Medical Device Services
We offer a full range of consultancy services relating to medical devices and in vitro diagnostics.
Wainwright Associates Limited offers wide-ranging consultancy services relating to medical devices, in vitro diagnostics, as well as medicinal products. Our team of highly qualified experts includes pharmacists, biologists, microbiologists, chemists and medical practitioners. We can provide advice on product development, preclinical and clinical research, regulatory affairs and quality assurance, as well as post-marketing aspects such as vigilance.
Wainwright Associates will be pleased to assist with planning R&D programmes for novel products; including design of suitable studies to meet regulatory requirements and achieving timely access to market in countries of interest. Audits of client companies, their suppliers and subcontractors can be undertaken by our specialist auditors to ensure that the appropriate standards of quality are met.
In the European Union, harmonised rules relating to regulation of medical devices are defined by three Directives:
- Medical Devices (93/42/EEC);
- Active Implantable Medical Devices (90/385/EEC); and
- In Vitro Diagnostic Medical Devices (98/79/EC).
Furthermore, a variety of non-legally binding guidance documents (e.g. MEDDEV), assist with ensuring uniform application of relevant provisions of these Directives within the EU.
In principle, products bearing a CE-mark can be freely marketed in all Member States without further control. Thus, the importance of achieving timely CE-marking cannot be overemphasised.
Wainwright Associates have a wealth of experience with medical devices and in vitro diagnostics, particularly with regard to CE-marking. We can provide advice on the optimum route to market and assistance with classification, essential requirement checklists, risk analysis, compilation of technical documentation or design dossiers, and other preparations for conformity assessment, as appropriate. Where applicable, we can provide a recommendation as to which Notified Body may best suit the situation and, if required, acting as the point of liaison.

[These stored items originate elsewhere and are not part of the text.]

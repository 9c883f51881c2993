//! Error taxonomy for resolution, fetching and loading.
//!
//! Errors are structured values. The library does not log them; callers turn
//! them into [`Diagnostic`]s and decide how to render them and which exit code
//! to use.

use std::path::{Path, PathBuf};

use thiserror::Error;

use crate::core::package_key::PackageKey;
use crate::util::diagnostic::{suggestions, Diagnostic};

/// Result alias used across the library.
pub type Result<T, E = Error> = std::result::Result<T, E>;

/// Errors produced by the resolution core.
#[derive(Debug, Error)]
pub enum Error {
    /// Malformed manifest, mutually exclusive fields, sandbox violation,
    /// unknown ref, or a missing manifest for an external import.
    #[error("{message}")]
    Config {
        message: String,
        help: Option<String>,
    },

    /// Remote unreachable or authentication failure.
    ///
    /// `transient` is set for connection-level faults worth retrying; auth
    /// failures and missing repositories are not.
    #[error("failed to reach `{package}`: {message}")]
    Network {
        package: String,
        message: String,
        transient: bool,
    },

    /// Malformed source, manifest or lock file syntax.
    #[error("failed to parse {location}: {message}")]
    Parse { location: String, message: String },

    /// Package-level circular dependency.
    #[error("circular package dependency: {}", format_cycles(.cycles))]
    Cycle { cycles: Vec<Vec<PackageKey>> },

    /// Missing package, file or lock entry.
    #[error("{what} not found: {name}")]
    NotFound {
        what: &'static str,
        name: String,
        help: Option<String>,
    },

    /// Local filesystem failure.
    #[error("I/O error at {}: {source}", .path.display())]
    Io {
        path: PathBuf,
        #[source]
        source: std::io::Error,
    },
}

fn format_cycles(cycles: &[Vec<PackageKey>]) -> String {
    cycles
        .iter()
        .map(|cycle| format_cycle(cycle))
        .collect::<Vec<_>>()
        .join("; ")
}

/// Render a cycle as `a -> b -> c -> a`.
pub fn format_cycle(cycle: &[PackageKey]) -> String {
    let mut parts: Vec<String> = cycle.iter().map(|k| k.to_string()).collect();
    if let Some(first) = cycle.first() {
        parts.push(first.to_string());
    }
    parts.join(" -> ")
}

impl Error {
    /// A configuration error.
    pub fn config(message: impl Into<String>) -> Self {
        Error::Config {
            message: message.into(),
            help: None,
        }
    }

    /// A configuration error with a suggested fix.
    pub fn config_with_help(message: impl Into<String>, help: impl Into<String>) -> Self {
        Error::Config {
            message: message.into(),
            help: Some(help.into()),
        }
    }

    /// A transient network error for a package.
    pub fn network(package: impl ToString, message: impl Into<String>) -> Self {
        Error::Network {
            package: package.to_string(),
            message: message.into(),
            transient: true,
        }
    }

    /// A network error that retrying will not fix.
    pub fn network_permanent(package: impl ToString, message: impl Into<String>) -> Self {
        Error::Network {
            package: package.to_string(),
            message: message.into(),
            transient: false,
        }
    }

    /// A parse error at a location (file path or URI).
    pub fn parse(location: impl Into<String>, message: impl Into<String>) -> Self {
        Error::Parse {
            location: location.into(),
            message: message.into(),
        }
    }

    /// A not-found error.
    pub fn not_found(what: &'static str, name: impl Into<String>) -> Self {
        Error::NotFound {
            what,
            name: name.into(),
            help: None,
        }
    }

    /// A not-found error with a suggested fix.
    pub fn not_found_with_help(
        what: &'static str,
        name: impl Into<String>,
        help: impl Into<String>,
    ) -> Self {
        Error::NotFound {
            what,
            name: name.into(),
            help: Some(help.into()),
        }
    }

    /// An I/O error at a path.
    pub fn io(path: impl AsRef<Path>, source: std::io::Error) -> Self {
        Error::Io {
            path: path.as_ref().to_path_buf(),
            source,
        }
    }

    /// Whether retrying the failed operation may succeed.
    pub fn is_transient(&self) -> bool {
        matches!(self, Error::Network { transient: true, .. })
    }

    /// Convert to a user-friendly diagnostic.
    pub fn to_diagnostic(&self) -> Diagnostic {
        match self {
            Error::Config { message, help } => {
                let diag = Diagnostic::error(message.clone());
                match help {
                    Some(help) => diag.with_suggestion(help.clone()),
                    None => diag,
                }
            }
            Error::Network {
                package, message, ..
            } => {
                Diagnostic::error(format!("could not reach the remote for `{}`", package))
                    .with_context(message.clone())
                    .with_suggestion(suggestions::FETCH_FAILED)
            }
            Error::Parse { location, message } => {
                Diagnostic::error(format!("failed to parse {}", location))
                    .with_context(message.clone())
            }
            Error::Cycle { cycles } => {
                let mut diag = Diagnostic::error("circular package dependency");
                for cycle in cycles {
                    diag = diag.with_context(format!("cycle: {}", format_cycle(cycle)));
                }
                diag.with_suggestion(suggestions::BREAK_CYCLE)
            }
            Error::NotFound { what, name, help } => {
                let diag = Diagnostic::error(format!("{} not found: {}", what, name));
                match help {
                    Some(help) => diag.with_suggestion(help.clone()),
                    None => diag,
                }
            }
            Error::Io { path, source } => {
                Diagnostic::error(source.to_string()).with_location(path.clone())
            }
        }
    }
}

#[cfg(test)]
mod tests {
    use super::*;

    #[test]
    fn test_cycle_error_reports_full_path() {
        let cycle: Vec<PackageKey> = ["acme/a", "acme/b", "acme/c"]
            .iter()
            .map(|k| k.parse().unwrap())
            .collect();
        let err = Error::Cycle {
            cycles: vec![cycle],
        };

        assert_eq!(
            err.to_string(),
            "circular package dependency: acme/a -> acme/b -> acme/c -> acme/a"
        );
        let output = err.to_diagnostic().format(false);
        assert!(output.contains("cycle: acme/a -> acme/b -> acme/c -> acme/a"));
    }

    #[test]
    fn test_config_help_becomes_suggestion() {
        let err = Error::config_with_help("external import `acme/core` needs a manifest", suggestions::NO_MANIFEST);
        let output = err.to_diagnostic().format(false);
        assert!(output.contains("needs a manifest"));
        assert!(output.contains("help: Create a model.yaml"));
    }

    #[test]
    fn test_only_network_errors_are_transient() {
        assert!(Error::network("acme/core", "timeout").is_transient());
        assert!(!Error::network_permanent("acme/core", "authentication required").is_transient());
        assert!(!Error::config("bad").is_transient());
        assert!(!Error::not_found("ref", "v9").is_transient());
    }
}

We handle all types of products: active and non-active devices, including sterile and electromedical products, in vitro diagnostics, as well as drug-device combinations and borderline products. Our multidisciplinary team can provide detailed technical evaluation of all documentation against relevant requirements; providing advice on regulatory, scientific and quality aspects, including ISO 13485 and other relevant standards.
EU guidance on a Medical Devices Vigilance System (currently, MEDDEV 2.12‑1 Rev 8; January 2013) facilitates uniform application of requirements.
Wainwright Associates can review your existing vigilance procedures and advise on appropriateness with respect to compliance with relevant guidance. Alternatively, we can assist with setup and operation of an appropriate vigilance system, including implementation of medical device vigilance procedures. This may range from advice as to what procedures are required to preparation of written procedures. Documents can be prepared either in our own house style or according to a client’s template, as required.
In addition, if required, we can undertake to carry out day-to-day device vigilance activities on your behalf. This may include:
- documentation and further investigation of any reported incidents;
- assessment and notification to Competent Authorities on your behalf where required;
- generation of Field Safety Corrective Actions where required;
- generation and distribution of Field Safety Notices; and/or
- follow-up with the Competent Authorities as required.
The Drug-Device Borderline
Regulatory requirements for borderline products vary enormously from jurisdiction to jurisdiction and it is not always easy to determine whether a product falls within drug or device legislation, or is perhaps regulated by other means. Thus, specialist knowledge will be invaluable in developing a global marketing strategy.
Wainwright Associates are experienced with both sides of the drug-device borderline and can, therefore, help to clarify specific regulatory issues that would apply in a particular case, as well as working towards successful achievement of marketed status in territories of interest.
Our international network of local advisors, in over 70 countries, allows us to determine both the regulatory requirements and likely attitudes of regulators around the world toward novel and unusual types of medical device.
In the case of drug-device combinations, we have assisted many clients in the development of their products; planning studies required for multinational launches and establishing satisfactory quality systems. We have considerable experience of the regulation of such products by drug and device regulatory authorities alike.